_Goal of the exercise_. Using the data below, copy every line that contains the word "Clone".

>>>

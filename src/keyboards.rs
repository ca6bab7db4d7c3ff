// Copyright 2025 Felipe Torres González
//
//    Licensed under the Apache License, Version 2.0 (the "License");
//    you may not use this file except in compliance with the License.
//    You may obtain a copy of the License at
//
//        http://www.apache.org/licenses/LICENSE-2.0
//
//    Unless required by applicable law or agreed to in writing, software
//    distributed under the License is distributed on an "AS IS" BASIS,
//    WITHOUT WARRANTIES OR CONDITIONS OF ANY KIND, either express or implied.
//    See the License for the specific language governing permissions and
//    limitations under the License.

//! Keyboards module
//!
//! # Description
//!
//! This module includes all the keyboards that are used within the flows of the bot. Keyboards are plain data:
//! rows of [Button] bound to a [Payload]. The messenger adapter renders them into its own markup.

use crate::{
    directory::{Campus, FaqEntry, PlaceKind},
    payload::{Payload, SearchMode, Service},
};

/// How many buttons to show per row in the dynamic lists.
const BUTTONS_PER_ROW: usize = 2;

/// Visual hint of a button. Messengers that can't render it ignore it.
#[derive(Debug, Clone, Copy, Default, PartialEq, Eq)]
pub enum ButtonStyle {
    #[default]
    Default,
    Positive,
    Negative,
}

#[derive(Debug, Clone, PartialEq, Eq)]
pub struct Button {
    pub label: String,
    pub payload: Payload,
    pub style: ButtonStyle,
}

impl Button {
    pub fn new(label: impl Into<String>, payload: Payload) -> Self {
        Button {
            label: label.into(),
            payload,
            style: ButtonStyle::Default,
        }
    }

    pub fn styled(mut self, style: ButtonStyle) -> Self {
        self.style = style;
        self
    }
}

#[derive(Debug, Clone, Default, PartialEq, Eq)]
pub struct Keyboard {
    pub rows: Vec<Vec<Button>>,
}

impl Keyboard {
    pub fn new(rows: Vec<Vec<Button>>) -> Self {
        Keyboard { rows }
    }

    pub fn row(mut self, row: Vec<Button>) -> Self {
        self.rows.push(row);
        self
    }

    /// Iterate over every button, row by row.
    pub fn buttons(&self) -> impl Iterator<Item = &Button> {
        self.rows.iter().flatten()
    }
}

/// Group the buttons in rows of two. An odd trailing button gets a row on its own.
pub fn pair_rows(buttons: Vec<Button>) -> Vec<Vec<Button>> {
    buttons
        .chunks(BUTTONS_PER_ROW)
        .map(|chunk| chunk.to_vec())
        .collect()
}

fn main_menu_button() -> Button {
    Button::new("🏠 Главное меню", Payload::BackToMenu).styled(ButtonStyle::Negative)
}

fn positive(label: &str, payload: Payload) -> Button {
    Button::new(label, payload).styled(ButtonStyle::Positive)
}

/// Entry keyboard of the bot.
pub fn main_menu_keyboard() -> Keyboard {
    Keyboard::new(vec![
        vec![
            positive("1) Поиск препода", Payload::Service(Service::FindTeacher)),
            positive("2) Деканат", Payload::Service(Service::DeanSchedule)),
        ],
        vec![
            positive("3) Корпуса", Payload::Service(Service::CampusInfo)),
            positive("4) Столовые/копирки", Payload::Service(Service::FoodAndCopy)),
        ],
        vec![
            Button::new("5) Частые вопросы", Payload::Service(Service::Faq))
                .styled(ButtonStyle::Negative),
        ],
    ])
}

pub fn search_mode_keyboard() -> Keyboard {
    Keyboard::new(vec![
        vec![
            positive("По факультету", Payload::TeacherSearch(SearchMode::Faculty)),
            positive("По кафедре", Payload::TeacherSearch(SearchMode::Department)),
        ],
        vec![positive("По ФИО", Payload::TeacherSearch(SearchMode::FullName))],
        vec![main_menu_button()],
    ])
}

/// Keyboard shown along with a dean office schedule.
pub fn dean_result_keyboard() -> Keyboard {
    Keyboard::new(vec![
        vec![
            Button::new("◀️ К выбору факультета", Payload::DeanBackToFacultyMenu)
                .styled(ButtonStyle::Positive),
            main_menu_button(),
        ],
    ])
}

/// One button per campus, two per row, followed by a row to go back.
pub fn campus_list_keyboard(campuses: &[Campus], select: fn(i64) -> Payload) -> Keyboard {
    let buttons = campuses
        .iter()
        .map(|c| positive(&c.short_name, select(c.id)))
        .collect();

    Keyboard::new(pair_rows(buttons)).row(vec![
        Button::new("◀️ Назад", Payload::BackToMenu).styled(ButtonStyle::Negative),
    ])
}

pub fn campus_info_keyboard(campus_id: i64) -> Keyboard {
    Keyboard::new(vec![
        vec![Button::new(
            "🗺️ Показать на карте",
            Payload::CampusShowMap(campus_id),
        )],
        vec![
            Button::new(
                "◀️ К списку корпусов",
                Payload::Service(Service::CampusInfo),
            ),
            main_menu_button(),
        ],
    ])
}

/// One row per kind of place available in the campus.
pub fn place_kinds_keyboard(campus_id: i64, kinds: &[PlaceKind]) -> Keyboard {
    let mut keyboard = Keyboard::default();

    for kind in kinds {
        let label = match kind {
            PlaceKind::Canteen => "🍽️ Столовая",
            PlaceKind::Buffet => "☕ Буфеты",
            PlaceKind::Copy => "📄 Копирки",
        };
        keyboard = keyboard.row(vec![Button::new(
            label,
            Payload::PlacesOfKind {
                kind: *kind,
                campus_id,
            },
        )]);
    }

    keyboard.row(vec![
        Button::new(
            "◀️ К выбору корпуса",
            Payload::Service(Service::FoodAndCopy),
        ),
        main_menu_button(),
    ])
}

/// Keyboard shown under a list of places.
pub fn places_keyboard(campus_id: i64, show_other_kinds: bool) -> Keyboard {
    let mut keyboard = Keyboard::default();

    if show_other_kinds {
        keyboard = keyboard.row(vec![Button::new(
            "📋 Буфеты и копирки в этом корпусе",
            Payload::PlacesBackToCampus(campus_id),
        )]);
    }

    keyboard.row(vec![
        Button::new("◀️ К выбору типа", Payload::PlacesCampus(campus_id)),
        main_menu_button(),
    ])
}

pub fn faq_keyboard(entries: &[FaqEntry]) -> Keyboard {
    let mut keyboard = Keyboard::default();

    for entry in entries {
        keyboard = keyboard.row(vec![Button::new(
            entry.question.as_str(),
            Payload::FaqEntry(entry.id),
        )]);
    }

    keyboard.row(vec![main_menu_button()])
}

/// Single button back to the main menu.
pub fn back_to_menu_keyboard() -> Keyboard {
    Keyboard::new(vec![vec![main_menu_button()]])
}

<<<
>>>

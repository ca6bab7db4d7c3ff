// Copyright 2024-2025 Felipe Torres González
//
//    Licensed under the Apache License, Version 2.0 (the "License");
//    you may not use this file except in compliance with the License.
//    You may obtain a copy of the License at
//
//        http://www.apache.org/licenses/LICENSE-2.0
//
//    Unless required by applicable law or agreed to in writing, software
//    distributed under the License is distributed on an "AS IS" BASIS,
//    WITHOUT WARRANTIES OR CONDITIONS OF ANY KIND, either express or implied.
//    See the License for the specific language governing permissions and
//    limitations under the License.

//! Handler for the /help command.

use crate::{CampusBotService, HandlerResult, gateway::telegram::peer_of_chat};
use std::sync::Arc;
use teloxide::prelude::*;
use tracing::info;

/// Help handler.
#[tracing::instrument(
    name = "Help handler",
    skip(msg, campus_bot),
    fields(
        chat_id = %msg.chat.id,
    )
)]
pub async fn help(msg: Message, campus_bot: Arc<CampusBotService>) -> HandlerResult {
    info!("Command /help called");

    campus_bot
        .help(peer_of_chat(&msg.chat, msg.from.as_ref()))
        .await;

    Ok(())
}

<<<

_Response box_.
#[derive(Debug, Clone, Copy, Default, PartialEq, Eq)]
#[derive(Debug, Clone, PartialEq, Eq)]
#[derive(Debug, Clone, Default, PartialEq, Eq)]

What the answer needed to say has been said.